(WORK INSTRUCTIONS): Your answer consists of the lines in the data that contain "AppError". Copy each of them.

(DATA FOR THIS TASK):
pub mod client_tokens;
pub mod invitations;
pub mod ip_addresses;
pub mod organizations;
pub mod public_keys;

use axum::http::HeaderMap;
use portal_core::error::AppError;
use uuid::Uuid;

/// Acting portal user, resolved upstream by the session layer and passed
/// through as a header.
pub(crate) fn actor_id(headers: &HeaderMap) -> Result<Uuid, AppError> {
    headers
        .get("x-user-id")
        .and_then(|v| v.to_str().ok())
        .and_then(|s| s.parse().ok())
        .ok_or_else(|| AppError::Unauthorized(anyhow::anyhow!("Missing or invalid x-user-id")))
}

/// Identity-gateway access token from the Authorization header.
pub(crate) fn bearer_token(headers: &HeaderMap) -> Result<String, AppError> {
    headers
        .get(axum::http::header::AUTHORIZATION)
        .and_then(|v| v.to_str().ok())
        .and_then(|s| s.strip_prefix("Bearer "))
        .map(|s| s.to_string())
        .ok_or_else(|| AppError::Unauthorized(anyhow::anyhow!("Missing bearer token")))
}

(TASK SOLUTION):
use portal_core::error::AppError;
pub(crate) fn actor_id(headers: &HeaderMap) -> Result<Uuid, AppError> {
        .ok_or_else(|| AppError::Unauthorized(anyhow::anyhow!("Missing or invalid x-user-id")))
pub(crate) fn bearer_token(headers: &HeaderMap) -> Result<String, AppError> {
        .ok_or_else(|| AppError::Unauthorized(anyhow::anyhow!("Missing bearer token")))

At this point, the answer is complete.